| Exercise instructions |
Which lines below mention "Some"? Pick each one out.

| Entries provided |
##############################

use std::collections::{BTreeMap, BTreeSet};

use tracing::debug;

use crate::error::ReconError;
use crate::model::{CanonicalTable, IdentityKey, JoinResult, JoinedRow, NULL_VALUE};
use crate::schema::{DOB, FIRST_NAME, IDENTITY_FIELDS, LAST_NAME};

/// Positions of the identity columns in `table`.
fn key_columns(table: &CanonicalTable) -> Result<[usize; 3], ReconError> {
    let find = |name: &str| {
        table.column_index(name).ok_or_else(|| ReconError::MissingColumn {
            role: table.role,
            column: name.to_string(),
        })
    };
    Ok([find(LAST_NAME)?, find(FIRST_NAME)?, find(DOB)?])
}

/// Identity key of every row, in row order. A row with an empty or null key
/// component is an error.
pub fn identity_keys(table: &CanonicalTable) -> Result<Vec<IdentityKey>, ReconError> {
    let cols = key_columns(table)?;
    table
        .rows
        .iter()
        .enumerate()
        .map(|(i, row)| {
            for (field, &col) in IDENTITY_FIELDS.iter().zip(&cols) {
                let value = row[col].trim();
                if value.is_empty() || value == NULL_VALUE {
                    return Err(ReconError::MissingIdentity {
                        role: table.role,
                        row: i + 1,
                        field: field.to_string(),
                    });
                }
            }
            Ok(IdentityKey {
                last_name: row[cols[0]].clone(),
                first_name: row[cols[1]].clone(),
                dob: row[cols[2]].clone(),
            })
        })
        .collect()
}

/// Non-key columns carried by both tables.
pub fn shared_columns(primary: &CanonicalTable, partner: &CanonicalTable) -> BTreeSet<String> {
    primary
        .column_names()
        .filter(|name| !IDENTITY_FIELDS.contains(name) && partner.has_column(name))
        .map(str::to_string)
        .collect()
}

fn row_fields(
    table: &CanonicalTable,
    row: usize,
    shared: &BTreeSet<String>,
) -> BTreeMap<String, String> {
    table
        .columns
        .iter()
        .zip(&table.rows[row])
        .map(|(spec, value)| {
            let name = if shared.contains(&spec.name) {
                format!("{}{}", spec.name, table.role.suffix())
            } else {
                spec.name.clone()
            };
            (name, value.clone())
        })
        .collect()
}

fn group_by_key(keys: Vec<IdentityKey>) -> BTreeMap<IdentityKey, Vec<usize>> {
    let mut groups: BTreeMap<IdentityKey, Vec<usize>> = BTreeMap::new();
    for (row, key) in keys.into_iter().enumerate() {
        groups.entry(key).or_default().push(row);
    }
    groups
}

/// Outer join on the identity key.
///
/// Output is in key order. Duplicate keys pair as a cartesian product,
/// primary rows outermost.
pub fn join_on_identity(
    primary: &CanonicalTable,
    partner: &CanonicalTable,
) -> Result<JoinResult, ReconError> {
    let left = group_by_key(identity_keys(primary)?);
    let right = group_by_key(identity_keys(partner)?);
    let shared = shared_columns(primary, partner);

    let mut matched = Vec::new();
    let mut primary_only = Vec::new();
    let mut partner_only = Vec::new();

    for (key, left_rows) in &left {
        match right.get(key) {
            Some(right_rows) => {
                for &l in left_rows {
                    for &r in right_rows {
                        let mut fields = row_fields(primary, l, &shared);
                        fields.extend(row_fields(partner, r, &shared));
                        matched.push(JoinedRow {
                            key: key.clone(),
                            fields,
                        });
                    }
                }
            }
            None => {
                for &l in left_rows {
                    primary_only.push(JoinedRow {
                        key: key.clone(),
                        fields: row_fields(primary, l, &shared),
                    });
                }
            }
        }
    }

    for (key, right_rows) in &right {
        if !left.contains_key(key) {
            for &r in right_rows {
                partner_only.push(JoinedRow {
                    key: key.clone(),
                    fields: row_fields(partner, r, &shared),
                });
            }
        }
    }

    debug!(
        matched = matched.len(),
        primary_only = primary_only.len(),
        partner_only = partner_only.len(),
        shared = shared.len(),
        "identity join complete"
    );

    Ok(JoinResult {
        matched,
        primary_only,
        partner_only,
        shared_columns: shared,
    })
}

#[cfg(test)]
mod tests {
    use super::*;
    use crate::model::{FieldSpec, SourceRole};

    fn table(role: SourceRole, cols: &[&str], rows: &[&[&str]]) -> CanonicalTable {
        CanonicalTable {
            role,
            columns: cols.iter().map(|c| FieldSpec::untyped(*c)).collect(),
            rows: rows
                .iter()
                .map(|r| r.iter().map(|v| v.to_string()).collect())
                .collect(),
        }
    }

    const COLS: &[&str] = &["last name", "first name", "dob", "gender"];

    #[test]
    fn partitions() {
        let primary = table(
            SourceRole::Primary,
            COLS,
            &[
                &["smith", "jo", "01/02/1990", "female"],
                &["doe", "jane", "03/04/1985", "female"],
            ],
        );
        let partner = table(
            SourceRole::Partner,
            COLS,
            &[
                &["smith", "jo", "01/02/1990", "male"],
                &["roe", "rick", "05/06/1970", "male"],
            ],
        );
        let out = join_on_identity(&primary, &partner).unwrap();
        assert_eq!(out.matched.len(), 1);
        assert_eq!(out.primary_only.len(), 1);
        assert_eq!(out.primary_only[0].key.last_name, "doe");
        assert_eq!(out.partner_only.len(), 1);
        assert_eq!(out.partner_only[0].key.last_name, "roe");

        let row = &out.matched[0];
        assert_eq!(row.side_value("gender", SourceRole::Primary), Some("female"));
        assert_eq!(row.side_value("gender", SourceRole::Partner), Some("male"));
        assert_eq!(row.fields.get("last name").map(String::as_str), Some("smith"));
        assert!(out.shared_columns.contains("gender"));
    }

    #[test]
    fn unmatched_rows_keep_suffixed_shared_columns() {
        let primary = table(SourceRole::Primary, COLS, &[&["a", "b", "01/01/2000", "male"]]);
        let partner = table(
            SourceRole::Partner,
            &["last name", "first name", "dob", "gender", "status"],
            &[&["c", "d", "01/01/2000", "female", "A"]],
        );
        let out = join_on_identity(&primary, &partner).unwrap();
        let removed = &out.primary_only[0].fields;
        assert!(removed.contains_key("gender_primary"));
        let added = &out.partner_only[0].fields;
        assert!(added.contains_key("gender_partner"));
        assert!(added.contains_key("status"));
    }

    #[test]
    fn duplicates_pair_as_product() {
        let primary = table(
            SourceRole::Primary,
            COLS,
            &[&["a", "b", "01/01/2000", "m1"], &["a", "b", "01/01/2000", "m2"]],
        );
        let partner = table(
            SourceRole::Partner,
            COLS,
            &[&["a", "b", "01/01/2000", "p1"], &["a", "b", "01/01/2000", "p2"]],
        );
        let out = join_on_identity(&primary, &partner).unwrap();
        let pairs: Vec<(&str, &str)> = out
            .matched
            .iter()
            .map(|r| {
                (
                    r.side_value("gender", SourceRole::Primary).unwrap(),
                    r.side_value("gender", SourceRole::Partner).unwrap(),
                )
            })
            .collect();
        assert_eq!(pairs, vec![("m1", "p1"), ("m1", "p2"), ("m2", "p1"), ("m2", "p2")]);
    }

    #[test]
    fn output_is_key_ordered() {
        let primary = table(
            SourceRole::Primary,
            COLS,
            &[&["zed", "a", "01/01/2000", ""], &["abe", "a", "01/01/2000", ""]],
        );
        let partner = table(SourceRole::Partner, COLS, &[]);
        let out = join_on_identity(&primary, &partner).unwrap();
        let names: Vec<&str> = out.primary_only.iter().map(|r| r.key.last_name.as_str()).collect();
        assert_eq!(names, vec!["abe", "zed"]);
    }

    #[test]
    fn null_key_component_is_an_error() {
        let primary = table(SourceRole::Primary, COLS, &[&["cher", "null", "01/01/1946", ""]]);
        let err = identity_keys(&primary).unwrap_err();
        assert!(matches!(
            err,
            ReconError::MissingIdentity { row: 1, ref field, .. } if field == "first name"
        ));
    }

    #[test]
    fn missing_key_column_is_structural() {
        let partner = table(SourceRole::Partner, &["last name", "first name"], &[]);
        let err = identity_keys(&partner).unwrap_err();
        assert!(matches!(err, ReconError::MissingColumn { ref column, .. } if column == "dob"));
    }
}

##############################

| Output for this task |
            Some(right_rows) => {
        assert_eq!(row.side_value("gender", SourceRole::Primary), Some("female"));
        assert_eq!(row.side_value("gender", SourceRole::Partner), Some("male"));
        assert_eq!(row.fields.get("last name").map(String::as_str), Some("smith"));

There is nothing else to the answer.